I've made an installer script which makes an /opt/lcs folder, puts all the files there and installs a systemd unit for the system. Currently, it assumes Raspbian Jessie and therefore systemctl and all new shiny tools coming with it, however, you can easily modify setup.sh to detect whether it's run on a systemd system or not and make it use different autorun files, I guess you can even convert systemd units to init.d scripts - can't you?

Oh, updates. I've also made a basic updater script - it pulls any new commits from GitHub, then moves contents of those and also all local changes to the /opt/lcs directory where, again, the copy of software which's used to be run automatically is located. I will need to improve on it but right now it does what it has to do.

:devil:

What's next?

GPIO-connected LCDs, app subsystem and some basic apps, as well as a nice configuration script. Oh, and promotion. I think I need plenty of that to have chances of going through Hackaday Prize. If I have time before the release, I'll also re-make the input subsystem - it all depends whether I'll have enough time and whether I'll manage to develop a clear idea of how exactly to structure it.

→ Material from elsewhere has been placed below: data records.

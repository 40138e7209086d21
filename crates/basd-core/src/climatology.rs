//! C3: running-window indexing and upper-bound climatology estimation.
//! Grounded in `utility_functions.py`'s `window_centers_for_running_bias_adjustment`,
//! `window_indices_for_running_bias_adjustment`, `aggregate_periodic`,
//! `get_upper_bound_climatology`, `ccs_transfer_sim2obs_upper_bound_climatology`
//! and `scale_by_upper_bound_climatology`.

use crate::error::Diagnostics;
use crate::model::UpperBoundClimatology;

/// Day-of-year centers of running windows for a given step size, spread so
/// the first and last window differ in length by at most one day.
pub fn window_centers(doy_max: u16, step_size: u32) -> Vec<u16> {
    let step = step_size as i64;
    let doy_mod = doy_max as i64 % step;
    let mut first = 1 + step / 2;
    if doy_mod != 0 {
        first -= (step - doy_mod) / 2;
    }
    let mut centers = Vec::new();
    let mut c = first;
    while c <= doy_max as i64 {
        centers.push(c as u16);
        c += step;
    }
    centers
}

pub mod window_indices {
    /// Indices into `doys` (and any array sharing its time axis) belonging
    /// to a running window of `window_width` days centered on
    /// `window_center`. `doy == 366` is treated as the slot right after the
    /// last `doy == 365` entry. Without `years`, out-of-range wrapped
    /// indices are dropped (single-year truncation); with `years`, wrapped
    /// indices whose year differs from the window center's own year are
    /// dropped (no bleed across year boundaries).
    pub fn for_window(
        doys: &[u16],
        window_center: u16,
        window_width: u32,
        years: Option<&[i32]>,
    ) -> Vec<usize> {
        let n = doys.len() as i64;
        let h = (window_width / 2) as i64;
        let centers: Vec<i64> = if window_center == 366 {
            doys.iter()
                .enumerate()
                .filter(|(_, &d)| d == 365)
                .map(|(i, _)| i as i64 + 1)
                .collect()
        } else {
            doys.iter()
                .enumerate()
                .filter(|(_, &d)| d == window_center)
                .map(|(i, _)| i as i64)
                .collect()
        };

        match years {
            None => {
                if centers.len() != 1 {
                    let mut out: Vec<i64> = centers
                        .iter()
                        .flat_map(|&i| (i - h..=i + h).map(move |j| j.rem_euclid(n)))
                        .collect();
                    out.sort_unstable();
                    return out.into_iter().map(|i| i as usize).collect();
                }
                let i = centers[0];
                (i - h..=i + h)
                    .filter(|&lit| {
                        let wrapped = lit.rem_euclid(n);
                        wrapped == lit
                    })
                    .map(|lit| lit.rem_euclid(n) as usize)
                    .collect()
            }
            Some(years) => {
                let years_unique: std::collections::BTreeSet<i32> = years.iter().copied().collect();
                if years_unique.len() == 1 {
                    let i = centers[0];
                    (i - h..=i + h)
                        .filter(|&lit| lit.rem_euclid(n) == lit)
                        .map(|lit| lit.rem_euclid(n) as usize)
                        .collect()
                } else {
                    let mut out = Vec::new();
                    for &i in &centers {
                        let window_year = years[i.rem_euclid(n) as usize];
                        for lit in i - h..=i + h {
                            let wrapped = lit.rem_euclid(n) as usize;
                            if years[wrapped] == window_year {
                                out.push(wrapped);
                            }
                        }
                    }
                    out
                }
            }
        }
    }
}

/// Aggregates `a` over a periodic running window of length `2*halfwin + 1`
/// using the maximum.
pub fn aggregate_periodic_max(a: &[f64], halfwin: usize) -> Vec<f64> {
    if halfwin == 0 {
        return a.to_vec();
    }
    let n = a.len();
    let window = 2 * halfwin + 1;
    let b: Vec<f64> = a[n - halfwin..]
        .iter()
        .chain(a.iter())
        .chain(a[..halfwin].iter())
        .copied()
        .collect();
    let mut out = vec![0.0; n];
    let mut deque: std::collections::VecDeque<usize> = std::collections::VecDeque::new();
    for i in 0..b.len() {
        while let Some(&back) = deque.back() {
            if b[back] <= b[i] {
                deque.pop_back();
            } else {
                break;
            }
        }
        deque.push_back(i);
        if *deque.front().unwrap() + window <= i {
            deque.pop_front();
        }
        if i + 1 >= window {
            out[i + 1 - window] = b[*deque.front().unwrap()];
        }
    }
    out
}

/// Aggregates `a` over a periodic running window of length `2*halfwin + 1`
/// using the arithmetic mean.
pub fn aggregate_periodic_mean(a: &[f64], halfwin: usize) -> Vec<f64> {
    if halfwin == 0 {
        return a.to_vec();
    }
    let n = a.len();
    let window = 2 * halfwin + 1;
    let b: Vec<f64> = a[n - halfwin..]
        .iter()
        .chain(a.iter())
        .chain(a[..halfwin].iter())
        .copied()
        .collect();
    let mut out = vec![0.0; n];
    let mut sum: f64 = b[..window].iter().sum();
    out[0] = sum / window as f64;
    for i in 0..n - 1 {
        sum += b[i + window] - b[i];
        out[i + 1] = sum / window as f64;
    }
    out
}

/// Estimates an annual cycle of upper bounds as running-mean-of-running-max
/// of multi-year daily maxima. `doys` must be sorted within each year but
/// need not be sorted globally.
pub fn upper_bound_climatology(
    d: &[f64],
    doys: &[u16],
    halfwin: usize,
    location: &str,
    diagnostics: &mut Diagnostics,
) -> UpperBoundClimatology {
    assert_eq!(d.len(), doys.len());
    let mut doys_unique: Vec<u16> = doys.to_vec();
    doys_unique.sort_unstable();
    doys_unique.dedup();
    let n = doys_unique.len();
    if n != 366 {
        diagnostics.warn(
            location,
            format!(
                "upper bound climatology only defined for {n} days of the year: \
                 this may imply an invalid computation of the climatology"
            ),
        );
    }

    let mut order: Vec<usize> = (0..doys.len()).collect();
    order.sort_by_key(|&i| doys[i]);

    let mut mydm = vec![f64::NEG_INFINITY; n];
    let mut doy_to_slot = std::collections::HashMap::new();
    for (slot, &doy) in doys_unique.iter().enumerate() {
        doy_to_slot.insert(doy, slot);
    }
    for &i in &order {
        let slot = doy_to_slot[&doys[i]];
        if d[i] > mydm[slot] {
            mydm[slot] = d[i];
        }
    }

    let mydmrm = aggregate_periodic_max(&mydm, halfwin);
    let ubc = aggregate_periodic_mean(&mydmrm, halfwin);

    UpperBoundClimatology { values: ubc, doys: doys_unique }
}

/// Multiplicatively transfers the simulated climate-change signal between
/// upper-bound climatologies, change factor clamped to `[0.1, 10]`.
pub fn ccs_transfer_sim2obs_upper_bound_climatology(
    obs_hist: &[f64],
    sim_hist: &[f64],
    sim_fut: &[f64],
) -> Vec<f64> {
    assert_eq!(obs_hist.len(), sim_hist.len());
    assert_eq!(obs_hist.len(), sim_fut.len());
    obs_hist
        .iter()
        .zip(sim_hist)
        .zip(sim_fut)
        .map(|((&o, &sh), &sf)| {
            let change_factor = if sh == 0.0 { 1.0 } else { sf / sh };
            o * change_factor.clamp(0.1, 10.0)
        })
        .collect()
}

/// Scales `d` in-place by the upper-bound climatology `ubc`, dividing
/// (`divide = true`) or multiplying. When multiplying, values that end up
/// exceeding the climatology are capped and a warning is recorded.
pub fn scale_by_upper_bound_climatology(
    d: &mut [f64],
    d_doys: &[u16],
    ubc: &UpperBoundClimatology,
    divide: bool,
    location: &str,
    diagnostics: &mut Diagnostics,
) {
    assert_eq!(d.len(), d_doys.len());
    let scaling_factors: Vec<f64> = if divide {
        ubc.values.iter().map(|&u| if u == 0.0 { 1.0 } else { 1.0 / u }).collect()
    } else {
        ubc.values.clone()
    };

    let fast = ubc.values.len() == 366;
    let mut doy_to_slot = std::collections::HashMap::new();
    if !fast {
        for (slot, &doy) in ubc.doys.iter().enumerate() {
            doy_to_slot.insert(doy, slot);
        }
    }

    let mut capped = 0usize;
    for (i, &doy) in d_doys.iter().enumerate() {
        let factor = if fast {
            scaling_factors[(doy - 1) as usize]
        } else {
            scaling_factors[doy_to_slot[&doy]]
        };
        d[i] *= factor;
        if !divide && d[i] > factor {
            d[i] = factor;
            capped += 1;
        }
    }
    if capped > 0 {
        diagnostics.warn(
            location,
            format!("capping {capped} values exceeding the upper bound climatology"),
        );
    }
}

#[cfg(test)]
mod tests {
    use super::*;

    #[test]
    fn window_centers_covers_full_year_for_step_size_one() {
        let centers = window_centers(365, 1);
        assert_eq!(centers.len(), 365);
        assert_eq!(centers[0], 1);
    }

    #[test]
    fn window_indices_wraps_without_years() {
        let doys: Vec<u16> = (1..=10).collect();
        let idx = window_indices::for_window(&doys, 1, 5, None);
        assert!(idx.contains(&9));
        assert!(idx.contains(&0));
    }

    #[test]
    fn window_indices_stays_within_year_when_multi_year() {
        let doys: Vec<u16> = (1..=5).chain(1..=5).collect();
        let years = vec![2000, 2000, 2000, 2000, 2000, 2001, 2001, 2001, 2001, 2001];
        let idx = window_indices::for_window(&doys, 1, 5, Some(&years));
        assert!(idx.iter().all(|&i| years[i] == 2000));
    }

    #[test]
    fn aggregate_periodic_max_matches_running_window() {
        let a = vec![1.0, 5.0, 2.0, 0.0, 3.0];
        let out = aggregate_periodic_max(&a, 1);
        assert_eq!(out, vec![5.0, 5.0, 5.0, 3.0, 3.0]);
    }

    #[test]
    fn upper_bound_climatology_warns_when_not_366_days() {
        let d = vec![1.0, 2.0, 3.0, 4.0];
        let doys = vec![1u16, 2, 1, 2];
        let mut diag = Diagnostics::new(false);
        let ubc = upper_bound_climatology(&d, &doys, 0, "cell", &mut diag);
        assert!(!diag.is_empty());
        assert_eq!(ubc.values, vec![3.0, 4.0]);
    }

    #[test]
    fn scale_by_ubc_caps_values_exceeding_climatology() {
        let mut d = vec![2.0];
        let d_doys = vec![1u16];
        let ubc = UpperBoundClimatology { values: vec![1.5], doys: vec![1] };
        let mut diag = Diagnostics::new(false);
        scale_by_upper_bound_climatology(&mut d, &d_doys, &ubc, false, "cell", &mut diag);
        assert_eq!(d[0], 1.5);
        assert!(!diag.is_empty());
    }
}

I also want to use a VGA I2C breakout and a USB numpad to show that the system can be used with all kinds of computers, not just RPi but even desktops and laptops. See, even though there's hardly anything limiting it, that might not be as obvious.

So far, so good. I even have a couple of schedule days reserved for emergencies, illnesses and alike. Now making videos... I need at least a couple of those, and I have no experience. Guess that could take longer than I think.

Hey, this is my new shutdown&reboot app and it works great! Shutdown&reboot is about everything it does though.